| WORK ORDER |
Only one stretch of the data below should be repeated: the lines from the line containing "counts: &PhraseCounts) ->" through the line containing "let index_path = latest(dir, INDEX_KEYWORD)?;", inclusive, exactly as they are.

| DATASET ENTRIES |

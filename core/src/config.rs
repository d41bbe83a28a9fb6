use serde::{Deserialize, Serialize};
use std::time::Duration;

/// Longest anchor text (in characters) still considered an inline reference.
pub const MAX_ANCHOR_LEN: usize = 50;
/// The enclosing block must be longer than the anchor by more than this many characters.
pub const MIN_CONTEXT_MARGIN: usize = 8;
/// Total characters of inline context kept around an anchor (half on each side).
pub const CONTEXT_WINDOW: usize = 240;
/// Minimum concordance hits an anchor needs in both source and target text.
pub const MIN_KWIC_HITS: usize = 3;
/// Words kept on each side of a concordance hit.
pub const CONTEXT_RADIUS: usize = 3;
/// Cap on snippets stored per context column.
pub const MAX_SNIPPETS: usize = 10;
/// Shortest alphabetic fragment that gets its own index entry.
pub const MIN_FRAGMENT_LEN: usize = 4;
/// Candidate documents returned per query.
pub const TOP_K: usize = 20;
/// Anchor texts seen at least this often in the link dataset get their results memoized.
pub const MIN_FREQ_TO_CACHE: usize = 2;
/// Column width of each side in pretty output.
pub const PRETTY_WIDTH: usize = 60;

#[derive(Debug, Clone, Serialize, Deserialize)]
pub struct ExtractConfig {
    pub max_anchor_len: usize,
    pub min_context_margin: usize,
    pub context_window: usize,
    pub min_kwic_hits: usize,
    pub context_radius: usize,
    pub max_snippets: usize,
    /// Also require source and target titles to be printable ASCII.
    pub strict_ascii_titles: bool,
}

impl Default for ExtractConfig {
    fn default() -> Self {
        Self {
            max_anchor_len: MAX_ANCHOR_LEN,
            min_context_margin: MIN_CONTEXT_MARGIN,
            context_window: CONTEXT_WINDOW,
            min_kwic_hits: MIN_KWIC_HITS,
            context_radius: CONTEXT_RADIUS,
            max_snippets: MAX_SNIPPETS,
            strict_ascii_titles: false,
        }
    }
}

impl ExtractConfig {
    pub fn half_window(&self) -> usize { self.context_window / 2 }
}

#[derive(Debug, Clone, Serialize, Deserialize)]
pub struct IndexConfig {
    pub min_fragment_len: usize,
    /// Wall-clock budget for the whole indexing pass.
    pub time_limit: Option<Duration>,
}

impl Default for IndexConfig {
    fn default() -> Self {
        Self { min_fragment_len: MIN_FRAGMENT_LEN, time_limit: None }
    }
}

#[derive(Debug, Clone, Serialize, Deserialize)]
pub struct RetrieveConfig {
    pub top_k: usize,
    pub min_freq_to_cache: usize,
    pub context_radius: usize,
    pub max_contexts: usize,
}

impl Default for RetrieveConfig {
    fn default() -> Self {
        Self {
            top_k: TOP_K,
            min_freq_to_cache: MIN_FREQ_TO_CACHE,
            context_radius: CONTEXT_RADIUS,
            max_contexts: MAX_SNIPPETS,
        }
    }
}
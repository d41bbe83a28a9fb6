use crate::index::{InvertedIndex, PhraseCounts};
use anyhow::{anyhow, Context, Result};
use serde::{Deserialize, Serialize};
use std::fs::{self, create_dir_all, File};
use std::io::{Read, Write};
use std::path::{Path, PathBuf};

pub const INDEX_KEYWORD: &str = "_index_";
pub const PHRASES_KEYWORD: &str = "_phrases_";
const FORMAT_VERSION: u32 = 1;

#[derive(Debug, Serialize, Deserialize)]
pub struct MetaFile {
    pub phrases: usize,
    pub memberships: usize,
    pub counters: usize,
    pub documents: usize,
    pub created_at: String,
    pub version: u32,
}

/// File names of one snapshot: `{stem}_index_{millis}.idx`, `{stem}_phrases_{millis}.idx`, `{stem}_meta_{millis}.json`.
pub struct SnapshotPaths {
    pub root: PathBuf,
    stem: String,
    stamp: String,
}

impl SnapshotPaths {
    pub fn new<P: AsRef<Path>>(root: P, stem: &str, millis: u128) -> Self {
        Self { root: root.as_ref().to_path_buf(), stem: stem.to_string(), stamp: format!("{millis:013}") }
    }

    /// Stamped with the current time.
    pub fn now<P: AsRef<Path>>(root: P, stem: &str) -> Self {
        let millis = time::OffsetDateTime::now_utc().unix_timestamp_nanos() / 1_000_000;
        Self::new(root, stem, millis.max(0) as u128)
    }

    pub fn index(&self) -> PathBuf { self.root.join(format!("{}{INDEX_KEYWORD}{}.idx", self.stem, self.stamp)) }
    pub fn phrases(&self) -> PathBuf { self.root.join(format!("{}{PHRASES_KEYWORD}{}.idx", self.stem, self.stamp)) }
    pub fn meta(&self) -> PathBuf { self.root.join(format!("{}_meta_{}.json", self.stem, self.stamp)) }
}

fn write_bincode<T: Serialize>(path: &Path, value: &T) -> Result<()> {
    let mut f = File::create(path).with_context(|| format!("creating {}", path.display()))?;
    let bytes = bincode::serialize(value)?;
    f.write_all(&bytes)?;
    Ok(())
}

fn read_bincode<T: for<'de> Deserialize<'de>>(path: &Path) -> Result<T> {
    let mut f = File::open(path).with_context(|| format!("opening {}", path.display()))?;
    let mut buf = Vec::new();
    f.read_to_end(&mut buf)?;
    Ok(bincode::deserialize(&buf)?)
}

pub fn save_index(paths: &SnapshotPaths, index: &InvertedIndex) -> Result<PathBuf> {
    create_dir_all(&paths.root)?;
    let path = paths.index();
    write_bincode(&path, index)?;
    Ok(path)
}

pub fn load_index(path: &Path) -> Result<InvertedIndex> { read_bincode(path) }

pub fn save_phrase_counts(paths: &SnapshotPaths, counts: &PhraseCounts) -> Result<PathBuf> {
    create_dir_all(&paths.root)?;
    let path = paths.phrases();
    write_bincode(&path, counts)?;
    Ok(path)
}

pub fn load_phrase_counts(path: &Path) -> Result<PhraseCounts> { read_bincode(path) }

pub fn save_meta(paths: &SnapshotPaths, meta: &MetaFile) -> Result<PathBuf> {
    create_dir_all(&paths.root)?;
    let path = paths.meta();
    let mut f = File::create(&path)?;
    let json = serde_json::to_string_pretty(meta)?;
    f.write_all(json.as_bytes())?;
    Ok(path)
}

pub fn meta_for(index: &InvertedIndex, counts: &PhraseCounts, documents: usize) -> MetaFile {
    MetaFile {
        phrases: index.len(),
        memberships: index.entries(),
        counters: counts.len(),
        documents,
        created_at: time::OffsetDateTime::now_utc()
            .format(&time::format_description::well_known::Rfc3339)
            .unwrap_or_else(|_| "".into()),
        version: FORMAT_VERSION,
    }
}

/// The lexicographically last `.idx` file in `dir` whose name contains `keyword`.
pub fn latest(dir: &Path, keyword: &str) -> Result<PathBuf> {
    let mut names: Vec<PathBuf> = fs::read_dir(dir)
        .with_context(|| format!("listing {}", dir.display()))?
        .filter_map(|e| e.ok())
        .map(|e| e.path())
        .filter(|p| p.extension().and_then(|s| s.to_str()) == Some("idx"))
        .filter(|p| p.file_name().and_then(|s| s.to_str()).map_or(false, |n| n.contains(keyword)))
        .collect();
    names.sort();
    names.pop().ok_or_else(|| anyhow!("no {keyword} snapshot in {}", dir.display()))
}

/// Load the newest index and phrase-count snapshots found in `dir`.
pub fn load_latest(dir: &Path) -> Result<(InvertedIndex, PhraseCounts)> {
    let index_path = latest(dir, INDEX_KEYWORD)?;
    let phrases_path = latest(dir, PHRASES_KEYWORD)?;
    let index = load_index(&index_path)?;
    let counts = load_phrase_counts(&phrases_path)?;
    tracing::info!(index = %index_path.display(), phrases = %phrases_path.display(), "snapshot loaded");
    Ok((index, counts))
}

#[cfg(test)]
mod tests {
    use super::*;
    use crate::index::IndexBuilder;

    #[test]
    fn snapshot_round_trip_and_latest() {
        let dir = tempfile::tempdir().unwrap();
        let b = IndexBuilder::new(vec!["widget".to_string()], 4);
        b.index_text("a.tgz!/x.html", "widget widget gadget");
        let (index, counts) = b.finish();

        let old = SnapshotPaths::new(dir.path(), "links", 1_000);
        save_index(&old, &InvertedIndex::new()).unwrap();
        save_phrase_counts(&old, &PhraseCounts::new()).unwrap();
        let new = SnapshotPaths::new(dir.path(), "links", 2_000);
        save_index(&new, &index).unwrap();
        save_phrase_counts(&new, &counts).unwrap();
        let meta_path = save_meta(&new, &meta_for(&index, &counts, 1)).unwrap();

        assert_eq!(latest(dir.path(), INDEX_KEYWORD).unwrap(), new.index());
        let (index2, counts2) = load_latest(dir.path()).unwrap();
        assert_eq!(index2, index);
        assert_eq!(counts2.get("widget", "a.tgz!/x.html"), 2);
        let meta: MetaFile = serde_json::from_str(&fs::read_to_string(meta_path).unwrap()).unwrap();
        assert_eq!(meta.phrases, index.len());
    }

    #[test]
    fn latest_without_snapshots_errors() {
        let dir = tempfile::tempdir().unwrap();
        assert!(latest(dir.path(), INDEX_KEYWORD).is_err());
    }
}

| SOLUTION BELOW |
pub fn save_phrase_counts(paths: &SnapshotPaths, counts: &PhraseCounts) -> Result<PathBuf> {
    create_dir_all(&paths.root)?;
    let path = paths.phrases();
    write_bincode(&path, counts)?;
    Ok(path)
}

pub fn load_phrase_counts(path: &Path) -> Result<PhraseCounts> { read_bincode(path) }

pub fn save_meta(paths: &SnapshotPaths, meta: &MetaFile) -> Result<PathBuf> {
    create_dir_all(&paths.root)?;
    let path = paths.meta();
    let mut f = File::create(&path)?;
    let json = serde_json::to_string_pretty(meta)?;
    f.write_all(json.as_bytes())?;
    Ok(path)
}

pub fn meta_for(index: &InvertedIndex, counts: &PhraseCounts, documents: usize) -> MetaFile {
    MetaFile {
        phrases: index.len(),
        memberships: index.entries(),
        counters: counts.len(),
        documents,
        created_at: time::OffsetDateTime::now_utc()
            .format(&time::format_description::well_known::Rfc3339)
            .unwrap_or_else(|_| "".into()),
        version: FORMAT_VERSION,
    }
}

/// The lexicographically last `.idx` file in `dir` whose name contains `keyword`.
pub fn latest(dir: &Path, keyword: &str) -> Result<PathBuf> {
    let mut names: Vec<PathBuf> = fs::read_dir(dir)
        .with_context(|| format!("listing {}", dir.display()))?
        .filter_map(|e| e.ok())
        .map(|e| e.path())
        .filter(|p| p.extension().and_then(|s| s.to_str()) == Some("idx"))
        .filter(|p| p.file_name().and_then(|s| s.to_str()).map_or(false, |n| n.contains(keyword)))
        .collect();
    names.sort();
    names.pop().ok_or_else(|| anyhow!("no {keyword} snapshot in {}", dir.display()))
}

/// Load the newest index and phrase-count snapshots found in `dir`.
pub fn load_latest(dir: &Path) -> Result<(InvertedIndex, PhraseCounts)> {
    let index_path = latest(dir, INDEX_KEYWORD)?;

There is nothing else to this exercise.